Per The Economic Times, Indian information-technology stocks fell sharply on Wednesday after a three-day rally. TCS plunged 7% to Rs 2,280 on the BSE and Infosys fell 4% to Rs 1,222, while HCL Tech, Wipro and Tech Mahindra also registered declines, the report states. The weakness followed a more than 6% gain in the Nifty IT index over the previous three sessions, according to The Economic Times.

Market drivers reported

The Economic Times links the earlier sector correction to investor concern that advances in generative AI could disrupt the software services model. The report cites the launch of plug-ins for Anthropic's Claude Cowork agent as a near-term sentiment catalyst that demonstrated task automation across legal, sales, marketing and data analysis.

Broker views

Per CLSA, earnings estimates and management guidance across the sector remain resilient despite pricing shifts, and companies with strong SaaS partnerships are likely to benefit from product engineering and implementation demand, the Economic Times reports. CLSA also distinguishes between software categories, arguing that Systems of Record (SoR) are less vulnerable to AI disruption because they require deterministic outputs, while Systems of Engagement (SoE) and Systems of Work (SoW) face greater disruption risk, per the report.

Editorial analysis

Industry context: Short-term volatility like this often reflects profit-taking after concentrated rallies and headline-driven sentiment shifts. Observers tracking the sector will see occasional sharp reversals when new AI capabilities change perceived service margins or customer automation potential.

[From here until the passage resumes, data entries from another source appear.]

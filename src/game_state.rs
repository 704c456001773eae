//! Traits defining the game state contract shared by every variant and engine.
//!
//! The [`GameState`] trait is the capability set every rule set provides. Search
//! engines only ever talk to a game through it, so variants are interchangeable
//! and selected at construction time.

use std::fmt::{self, Debug};
use std::str::FromStr;

use crate::board::{Board, Side};
use crate::{GameError, Result};

/// Trait for move identifiers
///
/// Moves are plain identifiers (a cell index, a column). They carry no state of
/// their own; a move only has meaning relative to the state it is applied to.
pub trait Move: Clone + Debug + PartialEq + Send + Sync {
    /// Returns a unique identifier for this move
    fn id(&self) -> usize;
}

impl Move for usize {
    fn id(&self) -> usize {
        *self
    }
}

/// Terminal classification of a state
#[derive(Debug, Clone, Copy, PartialEq, Eq, Hash)]
pub enum Outcome {
    AWins,
    BWins,
    Draw,
    Undetermined,
}

impl Outcome {
    /// Outcome in which `side` has won
    pub fn win_for(side: Side) -> Outcome {
        match side {
            Side::A => Outcome::AWins,
            Side::B => Outcome::BWins,
        }
    }

    /// Returns the winning side, if any
    pub fn winner(self) -> Option<Side> {
        match self {
            Outcome::AWins => Some(Side::A),
            Outcome::BWins => Some(Side::B),
            Outcome::Draw | Outcome::Undetermined => None,
        }
    }

    /// True for every outcome except [`Outcome::Undetermined`]
    pub fn is_decided(self) -> bool {
        self != Outcome::Undetermined
    }

    /// Score for side A in `[0, 1]`: win 1, draw 0.5, loss 0.
    ///
    /// An undetermined game scores as a draw.
    pub fn score(self) -> f64 {
        match self {
            Outcome::AWins => 1.0,
            Outcome::BWins => 0.0,
            Outcome::Draw | Outcome::Undetermined => 0.5,
        }
    }
}

impl fmt::Display for Outcome {
    fn fmt(&self, f: &mut fmt::Formatter<'_>) -> fmt::Result {
        match self {
            Outcome::AWins => write!(f, "A wins"),
            Outcome::BWins => write!(f, "B wins"),
            Outcome::Draw => write!(f, "draw"),
            Outcome::Undetermined => write!(f, "undetermined"),
        }
    }
}

/// Identifier of a static evaluation function
#[derive(Debug, Clone, Copy, PartialEq, Eq, Hash, Default)]
pub enum Heuristic {
    /// +1 if A has won, -1 if B has won, 0 otherwise
    #[default]
    Outcome,
    /// Decided games score like [`Heuristic::Outcome`]; otherwise the balance
    /// of alignment windows still open for each side, strictly inside (-1, 1)
    OpenLines,
}

impl Heuristic {
    /// Numeric identifier of this heuristic
    pub fn id(self) -> u32 {
        match self {
            Heuristic::Outcome => 0,
            Heuristic::OpenLines => 1,
        }
    }
}

impl FromStr for Heuristic {
    type Err = GameError;

    fn from_str(s: &str) -> Result<Self> {
        match s.trim().to_ascii_lowercase().as_str() {
            "0" | "outcome" => Ok(Heuristic::Outcome),
            "1" | "open-lines" | "open_lines" | "openlines" => Ok(Heuristic::OpenLines),
            other => Err(GameError::InvalidConfiguration(format!(
                "unknown heuristic {:?}",
                other
            ))),
        }
    }
}

/// Trait defining the game state interface required by every engine
///
/// A state is a snapshot: a grid of cells, the side to move and the move that
/// produced it. `Clone` is the deep copy; no two states ever share mutable
/// board storage. `PartialEq` is state equality and must agree with [`key`].
///
/// [`key`]: GameState::key
pub trait GameState: Clone + Debug + PartialEq + Send + Sync {
    /// The type of move identifiers in this game
    type Move: Move;

    /// Moves that are legal from this state, in a fixed enumeration order.
    ///
    /// Empty iff the state is terminal.
    fn available_moves(&self) -> Vec<Self::Move>;

    /// Returns true if `mv` may be played from this state
    fn is_legal(&self, mv: &Self::Move) -> bool;

    /// Applies a move the caller guarantees to be legal.
    ///
    /// Implementations may `debug_assert!` legality; in release builds an
    /// illegal move leaves the state unspecified.
    fn make_move_unchecked(&mut self, mv: &Self::Move);

    /// Side whose turn it is
    fn to_move(&self) -> Side;

    /// The move that produced this state, `None` for an initial state
    fn previous_move(&self) -> Option<Self::Move>;

    /// Terminal classification.
    ///
    /// [`Outcome::Undetermined`] iff [`available_moves`](GameState::available_moves)
    /// would be non-empty.
    fn winner(&self) -> Outcome;

    /// Static utility estimate from A's perspective: positive favors A,
    /// negative favors B, zero is neutral. Deterministic for a given state
    /// and heuristic.
    fn evaluate_position(&self, heuristic: Heuristic) -> f64;

    /// Grid used for rendering and feature extraction
    fn board(&self) -> &Board;

    /// Canonical string key, unique per distinct (board, side to move)
    fn key(&self) -> String;

    /// Applies a move after checking its legality.
    ///
    /// On failure the state is left unchanged.
    fn make_move(&mut self, mv: &Self::Move) -> Result<()> {
        if !self.is_legal(mv) {
            return Err(GameError::IllegalMove {
                engine: String::from("rules"),
                key: self.key(),
                mv: format!("{:?}", mv),
            });
        }
        self.make_move_unchecked(mv);
        Ok(())
    }

    /// Every state reachable by one legal move, in the order of
    /// [`available_moves`](GameState::available_moves). Each successor is an
    /// independent copy.
    fn legal_moves(&self) -> Vec<Self> {
        self.available_moves()
            .iter()
            .map(|mv| {
                let mut next = self.clone();
                next.make_move_unchecked(mv);
                next
            })
            .collect()
    }

    /// Returns true if the game is over
    fn is_terminal(&self) -> bool {
        self.winner().is_decided()
    }
}
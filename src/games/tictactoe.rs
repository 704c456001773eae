//! Tic-tac-toe generalised to an m×n board with k in a row to win.

use std::fmt;

use crate::{
    board::{Board, Cell, Side},
    game_state::{GameState, Heuristic, Outcome},
    GameError, Result,
};

const KEY_PREFIX: &str = "ttt";

/// A tic-tac-toe position. Moves are flat cell indices.
#[derive(Debug, Clone)]
pub struct TicTacToe {
    board: Board,
    win_length: usize,
    to_move: Side,
    previous_move: Option<usize>,
}

impl TicTacToe {
    /// Empty classic 3×3 board, three in a row
    pub fn new() -> Self {
        TicTacToe {
            board: Board::blank(3, 3),
            win_length: 3,
            to_move: Side::A,
            previous_move: None,
        }
    }

    /// Empty board of the given size
    pub fn with_size(rows: usize, cols: usize, win_length: usize) -> Result<Self> {
        let board = Board::new(rows, cols)?;
        check_win_length(&board, win_length)?;
        Ok(TicTacToe {
            board,
            win_length,
            to_move: Side::A,
            previous_move: None,
        })
    }

    /// Builds a position from raw board data.
    ///
    /// Rejects boards whose piece counts contradict `to_move` and boards no
    /// game can reach, such as both sides holding a line.
    pub fn from_board(board: Board, win_length: usize, to_move: Side) -> Result<Self> {
        check_win_length(&board, win_length)?;
        board.validate_turn(to_move)?;
        board.validate_lines(win_length)?;

        Ok(TicTacToe {
            board,
            win_length,
            to_move,
            previous_move: None,
        })
    }

    /// Parses a canonical key produced by [`GameState::key`]
    pub fn from_key(key: &str) -> Result<Self> {
        let malformed = || GameError::MalformedState(format!("bad tic-tac-toe key {:?}", key));

        let mut parts = key.splitn(4, ':');
        if parts.next() != Some(KEY_PREFIX) {
            return Err(malformed());
        }
        let win_length = parts
            .next()
            .and_then(|s| s.parse::<usize>().ok())
            .ok_or_else(malformed)?;
        let to_move = parts
            .next()
            .and_then(|s| s.chars().next())
            .and_then(Side::from_symbol)
            .ok_or_else(malformed)?;
        let board = Board::parse_rows(parts.next().ok_or_else(malformed)?)?;

        TicTacToe::from_board(board, win_length, to_move)
    }

    /// Number of pieces in a row needed to win
    pub fn win_length(&self) -> usize {
        self.win_length
    }
}

impl Default for TicTacToe {
    fn default() -> Self {
        Self::new()
    }
}

fn check_win_length(board: &Board, win_length: usize) -> Result<()> {
    if win_length == 0 || win_length > board.rows().max(board.cols()) {
        return Err(GameError::InvalidConfiguration(format!(
            "win length {} does not fit a {}x{} board",
            win_length,
            board.rows(),
            board.cols()
        )));
    }
    Ok(())
}

impl PartialEq for TicTacToe {
    fn eq(&self, other: &Self) -> bool {
        self.win_length == other.win_length
            && self.to_move == other.to_move
            && self.board == other.board
    }
}

impl GameState for TicTacToe {
    type Move = usize;

    fn available_moves(&self) -> Vec<usize> {
        if self.winner().is_decided() {
            return Vec::new();
        }
        self.board
            .cells()
            .iter()
            .enumerate()
            .filter(|(_, &cell)| cell == Cell::Empty)
            .map(|(i, _)| i)
            .collect()
    }

    fn is_legal(&self, mv: &usize) -> bool {
        self.board.cells().get(*mv) == Some(&Cell::Empty) && !self.winner().is_decided()
    }

    fn make_move_unchecked(&mut self, mv: &usize) {
        debug_assert!(self.is_legal(mv), "illegal move {} on {}", mv, self.key());
        self.board.set(*mv, self.to_move.cell());
        self.to_move = self.to_move.opponent();
        self.previous_move = Some(*mv);
    }

    fn to_move(&self) -> Side {
        self.to_move
    }

    fn previous_move(&self) -> Option<usize> {
        self.previous_move
    }

    fn winner(&self) -> Outcome {
        if let Some(side) = self.board.aligned(self.win_length) {
            Outcome::win_for(side)
        } else if self.board.is_full() {
            Outcome::Draw
        } else {
            Outcome::Undetermined
        }
    }

    fn evaluate_position(&self, heuristic: Heuristic) -> f64 {
        match self.winner() {
            Outcome::AWins => 1.0,
            Outcome::BWins => -1.0,
            Outcome::Draw => 0.0,
            Outcome::Undetermined => match heuristic {
                Heuristic::Outcome => 0.0,
                Heuristic::OpenLines => self.board.open_line_balance(self.win_length),
            },
        }
    }

    fn board(&self) -> &Board {
        &self.board
    }

    fn key(&self) -> String {
        format!(
            "{}:{}:{}:{}",
            KEY_PREFIX,
            self.win_length,
            self.to_move.symbol(),
            self.board.key()
        )
    }
}

impl fmt::Display for TicTacToe {
    fn fmt(&self, f: &mut fmt::Formatter<'_>) -> fmt::Result {
        write!(f, "{}", self.board)?;
        match self.winner() {
            Outcome::Undetermined => writeln!(f, "{} to move", self.to_move.symbol()),
            outcome => writeln!(f, "Game over: {}", outcome),
        }
    }
}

Editorial analysis - technical context

For practitioners: the distinction between SoR and SoE/SoW discussed by CLSA maps to a technical reality-deterministic transactional systems tend to demand accuracy and auditability, while generative interfaces and workflow automation introduce probabilistic outputs and integration challenges. Comparable conversations across global IT suppliers emphasize integration, testing, and observability when adding generative layers.

What to watch

For practitioners: monitor near-term signals such as management commentary on pricing models (seat-based versus consumption-based), pipeline commentary around SaaS integrations, and client case studies that quantify automation-led productivity gains. Also watch incremental product announcements from AI vendors that enable enterprise automation, and how brokerages update earnings assumptions in response.

Bottom line

The movement is a market-driven repricing event reported by The Economic Times, with broker research from CLSA framing longer-term opportunity and risk differentially across software categories. This episode underscores how AI product rollouts can rapidly shift investor sentiment even where broker estimates remain unchanged.

Scoring Rationale #

The story is a notable market event for practitioners because it links stock volatility to AI-driven sentiment shifts and broker research, but it does not introduce new models or regulatory changes. It affects investor and vendor signals rather than core technical breakthroughs.